Depois da manifestação favorável da Assembleia Legislativa, a Advocacia-Geral da União (AGU) também deu sinal verde para a manutenção de duas leis estaduais que defendem o interesse dos consumidores na relação com as concessionárias de serviços públicos. O chefe da AGU, Luís Inácio Adams, entendeu que o Estado tem competência para legislar sobre a execução dos serviços de telecomunicações e de energia elétrica, que são de titularidade dos entes federados.
No parecer, o advogado-geral da União não vislumbrou irregularidades nas leis estaduais (5.790/1998 e 9.626/2010), que obrigam as concessionárias a comunicarem aos usuários, com antecedência mínima de 48 horas, a interrupção dos serviços em razão de inadimplência superior a 15 dias sob pena de multa. “A lei não restringe, de modo expresso, seu âmbito de incidência aos serviços públicos pertencentes ao Estado, razão pela qual sua aplicação poderia, em tese, interferir na prestação de serviços públicos que são de responsabilidade de entes federados diversos”, avaliou.
Segundo Adams, a legislação deve se limitar apenas aos serviços cuja titularidade pertence ao Estado. “Sob pena de o legislador estadual imiscuir-se em questões alheias à sua esfera de competência”, afirmou. O mesmo entendimento foi firmado pelo presidente da Assembleia, Theodorico Ferraço (DEM), que também se manifestou na Ação Direta de Inconstitucionalidade (Adin 4943), movida pelo governador Renato Casagrande no Supremo Tribunal Federal (STF).
Na ocasião, o demista relembrou que a obrigatoriedade da comunicação está sendo alvo de decisões favoráveis nos tribunais superiores: “Ou seja, o ‘espírito da lei’ busca apenas que se dê maior efetividade para o que já vem sendo decidido pelos tribunais e por resoluções esparsas que muitas vezes sequer são de conhecimento dos consumidores”.

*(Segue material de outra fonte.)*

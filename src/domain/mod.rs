pub mod article;
pub mod errors;
pub mod user;

pub use article::{Article, ArticleDraft, ArticlePatch, ArticleView, slugify};
pub use errors::FlowError;
pub use user::{Credentials, ProfileView, Registration, User, UserPatch, UserView};
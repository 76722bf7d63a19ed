//! Addressable request/response messaging between request chains and the
//! persistence actors.
//!
//! A sender builds an [`Envelope`] (action tag + fields + optional document)
//! and posts it to a named address on the [`MessageBus`]; the actor bound to
//! that address performs one persistence operation and delivers exactly one
//! correlated [`Reply`] through a single-use [`Responder`]. Failures are
//! [`ChannelError`]s: unroutable address, handler-reported failure, or
//! reply timeout.

pub mod bus;
pub mod envelope;

pub use bus::{ChannelError, Delivery, MessageBus, Responder};
pub use envelope::{Action, Envelope, Reply, fields};

/// Address of the user persistence actor.
pub const USERS_ADDRESS: &str = "persistence.users";
/// Address of the article persistence actor.
pub const ARTICLES_ADDRESS: &str = "persistence.articles";
use serde::{Deserialize, Serialize};
use uuid::Uuid;

/// Transient copy of a persisted user, held only for the duration of one
/// request chain. The credential hash never leaves the persistence actor.
#[derive(Debug, Clone, Serialize, Deserialize, PartialEq, Eq)]
pub struct User {
    pub id: Uuid,
    pub email: String,
    pub username: String,
    #[serde(default)]
    pub bio: String,
    #[serde(default)]
    pub image: String,
}

impl User {
    pub fn view(&self, token: Option<String>) -> UserView {
        UserView {
            email: self.email.clone(),
            token,
            username: self.username.clone(),
            bio: self.bio.clone(),
            image: self.image.clone(),
        }
    }

    pub fn profile(&self, following: bool) -> ProfileView {
        ProfileView {
            username: self.username.clone(),
            bio: self.bio.clone(),
            image: self.image.clone(),
            following,
        }
    }
}

/// Wire representation of the calling user. `token` is populated only on
/// responses that issue a fresh credential.
#[derive(Debug, Clone, Serialize)]
pub struct UserView {
    pub email: String,
    pub token: Option<String>,
    pub username: String,
    pub bio: String,
    pub image: String,
}

#[derive(Debug, Clone, Serialize)]
pub struct ProfileView {
    pub username: String,
    pub bio: String,
    pub image: String,
    pub following: bool,
}

/// Registration payload as submitted by the client.
#[derive(Debug, Clone, Serialize, Deserialize)]
pub struct Registration {
    pub email: String,
    pub username: String,
    pub password: String,
}

/// Login payload; also the claims the login envelope carries as lookup key.
#[derive(Debug, Clone, Serialize, Deserialize)]
pub struct Credentials {
    pub email: String,
    pub password: String,
}

/// Partial user fields submitted to the self-update endpoint.
#[derive(Debug, Clone, Default, Deserialize)]
pub struct UserPatch {
    #[serde(default)]
    pub email: Option<String>,
    #[serde(default)]
    pub bio: Option<String>,
    #[serde(default)]
    pub image: Option<String>,
}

Nos autos do processo, o governador capixaba alega que as normas violam a “competência legislativa de outros entes da federação” (quais sejam, a União e os municípios) para regulamentar a prestação dos serviços públicos que estão sob sua égide. O socialista pede ainda a concessão de liminar para suspender a vigência das leis até o julgamento final do mérito.
Antes do julgamento, o relator do caso, ministro Dias Toffoli, vai receber as manifestações da Advocacia-Geral da União (AGU) e da Procuradoria Geral da República, que vão dar um parecer sobre a legalidade da norma. O processo está sendo analisado dentro do rito especial do STF, que permite a votação do mérito do caso em plenário antes mesmo do pronunciamento sobre o pedido de liminar.